Honorable Mention: Emergency (available on Prime Video)
Lastly for honorable mentions is “Emergency.” I watched “Emergency” late into the year, but I am glad I had the chance to check it out. This movie is responsible for some of 2022’s most gutbusting scenes, palatable chemistry between talent, and a simple concept done brilliantly. Like “Babylon,” there are certain moments that successfully blend comedy and drama, in addition to quite a few thrills.
With those out of the way, it is to talk about my favorite movies of the year one more time. These are my top 10 BEST movies of 2022!
Coming in at #10 is “Smile!” 2022 might be the best year for horror I have experienced while doing Scene Before, and this film is exhibit A as to why that is the case. This is a film that did not cost a ton of money to make, in fact it was intended to be a straight to Paramount+ release until they did test screenings. The test screenings had enormously positive results, the film was put in theaters, and people ate it up. Not to mention, Paramount must have been popping bottles over the humungous profit. This film has a terrific lead performance by Sosie Bacon, a captivating supporting cast, and a neat concept. Sosie Bacon is responsible for one of my favorite lead performances in a horror film since Toni Collete in “Hereditary.” The way she has to navigate the lead role through such terrifying, strange, and outlandish happenings is brilliantly realized and I bought into all of it. The horror genre has a history of delivering scares through repeated, expectedly horrifying concepts like clowns, ghosts, and monsters. “Smile” on the other hand effectively takes an everyday concept, specifically smiling, and makes it scary. Nevertheless, this movie was grin-inducing. “Smile” has elements of other horror movies, but uses those elements to create something delightfully fresh. This is the feature-length debut for Parker Finn, and I cannot wait to see what idea he comes up with next.
Speaking of top tier horror, #9 is “Barbarian.” This film is simple in its concept, but balls to the wall crazy good in its execution. Essentially, a woman rents a home while visiting a spot away from where she lives but she ends up finding another guest staying in the house when she arrives. Despite the confusion, the two end up staying together. Georgina Campbell and Bill Skarsgård have great chemistry and had my attention from the first act and beyond. Justin Long has a significant role in the movie and he does an outstanding job playing one of the most fascinatingly written characters of any movie I have seen this year. In addition, this film is scary, gory, and tense. There is a sense of conflict even in the most miniscule of moments. While there are some expected horror elements in “Barbarian,” the film stands out for how well it uses the relationship between Tess (Campbell) and Keith (Skarsgård) to not only further the story, but further the sense of unease for the former. After all, Tess is a woman entering a home with which she is unfamiliar and there is a seemingly strange man inside. Classic stranger danger. The ending feels a tad abrupt, but that is forgiven with one of the year’s most well-written scripts and some genuinely creepy moments.

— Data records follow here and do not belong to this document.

//! Design Frequency Table
//!
//! Reduces the backend's full theoretical grid to the canonical design
//! frequencies, bands each retained row by its return period, and shows
//! the raw empirical table underneath.
//!
//! Data flow:
//! 1. `build.rs` copies `frequency_table.json` into `OUT_DIR`.
//! 2. `include_str!` embeds the JSON into the WASM binary.
//! 3. On mount, the JSON is parsed into `AppState`.
//! 4. The shared `FrequencyTable` component filters and renders.

use dioxus::prelude::*;
use rfa_chart_ui::components::{ChartHeader, ErrorDisplay, FrequencyTable, LoadingSpinner};
use rfa_chart_ui::state::AppState;
use rfa_data::parse;

/// Pre-computed frequency table for the demo station.
const FREQUENCY_TABLE_JSON: &str =
    include_str!(concat!(env!("OUT_DIR"), "/frequency_table.json"));

fn main() {
    dioxus_logger::init(dioxus_logger::tracing::Level::INFO).expect("failed to init logger");
    dioxus::LaunchBuilder::new()
        .with_cfg(dioxus::web::Config::new().rootname("frequency-table-root"))
        .launch(App);
}

#[component]
fn App() -> Element {
    let mut state = use_context_provider(AppState::new);

    // Parse embedded fixture on mount
    use_effect(move || {
        if FREQUENCY_TABLE_JSON.trim().is_empty() {
            state
                .error_msg
                .set(Some("No frequency table data embedded in this build.".to_string()));
            state.loading.set(false);
            return;
        }
        match parse::parse_frequency_table(FREQUENCY_TABLE_JSON) {
            Ok(table) => {
                state.frequency_table.set(Some(table));
            }
            Err(e) => {
                log::error!("Failed to parse frequency table: {e:#}");
                state
                    .error_msg
                    .set(Some(format!("Failed to load frequency table data: {e}")));
            }
        }
        state.loading.set(false);
    });

    let table = state.frequency_table.read().clone();

    rsx! {
        div {
            style: "padding: 16px; font-family: -apple-system, BlinkMacSystemFont, 'Segoe UI', Roboto, sans-serif;",

            ChartHeader {
                title: "Design Frequency Table".to_string(),
                unit_description: "Discharge Q (m³/s) at the canonical design frequencies".to_string(),
            }

            if let Some(err) = (state.error_msg)() {
                ErrorDisplay { message: err }
            } else if (state.loading)() {
                LoadingSpinner {}
            } else {
                FrequencyTable { table: table.unwrap_or_default() }
            }
        }
    }
}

Up next on this list is “Turning Red!” Some of you might be thinking that this film goes against my theatrical only rule because it is a Disney+ release. Technically speaking, yes, it is primarily a Disney+ release. Although the film also released in select theaters at the same time. In fact, I had the privilege of getting to watch this film earlier this year at the El Capitan in Los Angeles. “Turning Red” is marvelously animated in addition to being ridiculously fun. The music in the film is occasionally catchy, the characters are likable, and I always rooted for the protagonist of Meilin Lee. “Turning Red” is my favorite Pixar film of the decade thus far because much like some of my other favorite Pixar movies like “Up,” it is a story that perfectly balances fun and emotion. It is a story that I adored because of how likable of a character Meilin is but also because of how it reminded me of how some people in my family, possibly including myself, may have had to adjust to me as I was growing up and becoming an adult. Granted, this film is a metaphor for puberty, and as a man, part of that metaphor involves something that I cannot experience firsthand. But that also goes to show how impactful this film is. It is a film that despite its subject matter, is accessible to a multitude of audiences and manages to keep me interested the whole way.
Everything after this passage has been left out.